Cucumbers - washed and prepared as desired

White Vinegar - 1 pint

Pickling salt - 1 cup

Fresh Dill - 1 medium bunch per quart jar

Alum - 1/2 teaspoon

Water - 2 1/2 quarts

Canning jars - 4 quart size jars with lids and rings


1. Clean the canning jars and place them in a large pot of boiling water to sterilize them. The jars have to be covered by the boiling water and need to boil for 10 minutes. The lids and rings should be sterilized also.

2. Place the sterilized jars, using a canning jar lifter, on a clean towel. Wash the dill and place one bunch in each jar.
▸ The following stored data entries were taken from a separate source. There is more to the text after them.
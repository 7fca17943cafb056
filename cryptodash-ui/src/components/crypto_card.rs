//! Crypto Card Component
//!
//! One card per asset in the current snapshot. The whole container is rebuilt
//! on every price update.

use cryptodash::{AssetCard, Slot};
use leptos::*;

use crate::state::DashboardHandle;
use crate::surface::ViewSignals;

/// Card grid
#[component]
pub fn CryptoCards() -> impl IntoView {
    let signals = use_context::<ViewSignals>().expect("ViewSignals not found");

    view! {
        <section
            id=Slot::CryptoCards.element_id()
            class="grid grid-cols-1 md:grid-cols-2 xl:grid-cols-3 gap-6"
        >
            {move || {
                signals.cards.get()
                    .into_iter()
                    .map(|card| view! { <CryptoCard card=card /> })
                    .collect_view()
            }}
        </section>
    }
}

/// Single asset card; clicking selects the asset
#[component]
fn CryptoCard(card: AssetCard) -> impl IntoView {
    let handle = use_context::<DashboardHandle>().expect("DashboardHandle not found");
    let event = card.on_click();
    let on_click = move |_| handle.dispatch(event.clone());

    view! {
        <div
            class="crypto-card bg-gray-800 rounded-xl p-6 border border-gray-700 hover:border-blue-500 transition-all cursor-pointer"
            on:click=on_click
        >
            <div class="flex items-center justify-between mb-4">
                <div>
                    <h3 class="text-lg font-semibold text-white">{card.name.clone()}</h3>
                    <p class="text-sm text-gray-400">{card.symbol.clone()}</p>
                </div>
                <div class="text-right">
                    <p class="text-xl font-bold text-white">{card.price.clone()}</p>
                    <p class=format!("text-sm {}", card.change_tone.css_class())>
                        {card.change.clone()}
                    </p>
                </div>
            </div>

            <div class="grid grid-cols-2 gap-4 text-sm">
                <CardStat label="Market Cap" value=card.market_cap.clone() />
                <CardStat label="Volume 24h" value=card.volume.clone() />
                <div>
                    <p class="text-gray-400">"Social Sentiment"</p>
                    <p class=format!("font-medium {}", card.sentiment_tone.css_class())>
                        {card.sentiment.clone()}
                    </p>
                </div>
                <CardStat label="Buzz Volume" value=card.buzz_volume.clone() />
            </div>

            <div class="mt-4">
                <div class="flex justify-between text-xs text-gray-400 mb-1">
                    <span>"Volatility"</span>
                    <span>{card.volatility.clone()}</span>
                </div>
                <div class="w-full bg-gray-700 rounded-full h-2">
                    <div
                        class="bg-gradient-to-r from-yellow-400 to-red-500 h-2 rounded-full"
                        style=card.volatility_bar_style()
                    />
                </div>
            </div>
        </div>
    }
}

#[component]
fn CardStat(label: &'static str, value: String) -> impl IntoView {
    view! {
        <div>
            <p class="text-gray-400">{label}</p>
            <p class="text-white font-medium">{value}</p>
        </div>
    }
}
//! State store
//!
//! Holds the latest snapshot and the user's selection. Owned by the
//! dashboard controller; there is exactly one per dashboard instance.

use crate::data::{Asset, Selection, Snapshot, SnapshotOrigin};

/// Latest loaded data plus current selection
#[derive(Debug, Clone)]
pub struct StateStore {
    snapshot: Option<Snapshot>,
    origin: Option<SnapshotOrigin>,
    selection: Selection,
    generation: u64,
}

impl StateStore {
    /// Empty store with the given initial selection
    pub fn new(selection: Selection) -> Self {
        Self {
            snapshot: None,
            origin: None,
            selection,
            generation: 0,
        }
    }

    /// Replace the whole snapshot
    pub fn set_snapshot(&mut self, snapshot: Snapshot, origin: SnapshotOrigin) {
        self.snapshot = Some(snapshot);
        self.origin = Some(origin);
        self.generation += 1;
    }

    /// Record a new selection. The symbol is checked lazily at render time.
    pub fn set_selection(&mut self, symbol: &str, timeframe: &str) {
        self.selection = Selection {
            symbol: symbol.to_string(),
            timeframe: timeframe.to_string(),
        };
    }

    pub fn snapshot(&self) -> Option<&Snapshot> {
        self.snapshot.as_ref()
    }

    pub fn origin(&self) -> Option<SnapshotOrigin> {
        self.origin
    }

    pub fn selection(&self) -> &Selection {
        &self.selection
    }

    /// Number of snapshots stored so far
    pub fn generation(&self) -> u64 {
        self.generation
    }

    /// Assets of the current snapshot, empty before the first load
    pub fn assets(&self) -> &[Asset] {
        self.snapshot
            .as_ref()
            .map(|s| s.assets.as_slice())
            .unwrap_or(&[])
    }

    /// The selected asset, if it exists in the current snapshot
    pub fn selected_asset(&self) -> Option<&Asset> {
        self.snapshot.as_ref()?.asset(&self.selection.symbol)
    }
}
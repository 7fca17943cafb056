//! View projection
//!
//! Pure functions from dashboard state to declarative view descriptions:
//! card models, label text and chart option documents. Nothing here touches
//! a display; see [`crate::surface`] for that.

pub mod cards;
pub mod controls;
pub mod format;
pub mod gauge;
pub mod overview;
pub mod price_chart;

pub use cards::{render_asset_cards, volatility_bar_width, AssetCard, Tone, Trend};
pub use controls::{ControlGroup, SelectorGroup, UiEvent};
pub use format::price_tooltip;
pub use gauge::{gauge_label, sentiment_gauge_option, sentiment_gauge_update};
pub use overview::{render_overview, render_selected_labels, OverviewView, SelectedLabels};
pub use price_chart::{price_chart_option, synthesize_series, PricePoint};
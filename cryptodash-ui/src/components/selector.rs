//! Selector Component
//!
//! A row of single-select buttons for assets or timeframes.

use cryptodash::{ControlGroup, UiEvent};
use leptos::*;

use crate::state::DashboardHandle;
use crate::surface::ViewSignals;

const BUTTON_BASE: &str = "px-4 py-2 rounded-lg text-sm font-medium transition-colors";

#[component]
pub fn Selector(group: ControlGroup) -> impl IntoView {
    let signals = use_context::<ViewSignals>().expect("ViewSignals not found");
    let handle = use_context::<DashboardHandle>().expect("DashboardHandle not found");
    let controls = signals.controls(group);

    let button_class = match group {
        ControlGroup::Asset => "crypto-btn",
        ControlGroup::Timeframe => "time-btn",
    };

    view! {
        <div id=group.slot().element_id() class="flex flex-wrap gap-2">
            {move || {
                controls.get().map(|controls| {
                    controls.options()
                        .iter()
                        .map(|key| {
                            let handle = handle.clone();
                            let class = format!(
                                "{} {} {}",
                                button_class,
                                BUTTON_BASE,
                                controls.classes_for(key)
                            );
                            let event = match group {
                                ControlGroup::Asset => UiEvent::SelectAsset(key.clone()),
                                ControlGroup::Timeframe => UiEvent::SelectTimeframe(key.clone()),
                            };

                            view! {
                                <button class=class on:click=move |_| handle.dispatch(event.clone())>
                                    {key.clone()}
                                </button>
                            }
                        })
                        .collect_view()
                })
            }}
        </div>
    }
}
Place the lids and rings near the jars.

3. In a large pot bring the vinegar, salt, alum, and 2 1/2 quarts of water, to a boil and let boil for 5 minutes.

4. Place the cucumbers in the jars while the brining solution boils.

5. Pour the boiling brine over the cucumbers. I find it easiest to do this by using a large ladle as the solution has to be boiling when it is poured over the cucumbers.

6. After filling each jar to within 1/2 inch of the top, quickly wipe the rim with a clean cloth and place a lid on the jar. Screw on the ring just slightly snug and then move on to the next jar. The cucumbers have to be totally covered by the solution.

7. Set the jars aside for one day and then check to see if the lids have sealed. Push down on the lids to check for a good seal. Any lids that can be pressed down and made to click, are not sealed. There are two things you can do with unsealed jars. You can store them in the fridge for 3 to 4 week and use them just like you would store bought pickles or you can try to reseal them. To get them to seal, first replace the lid with a new one, put on a ring, and process the jar in a water bath for 10 minutes. The water in the water bath has to cover the jar completely and has to boil for the full 10 minutes. Don't over cook.

8. You can add other flavorings to your pickles to make them unique. Onion, cloves, garlic, and horseradish, are some to try. Let the newly processed pickles sit in a dark place for some 4 weeks before tasting them.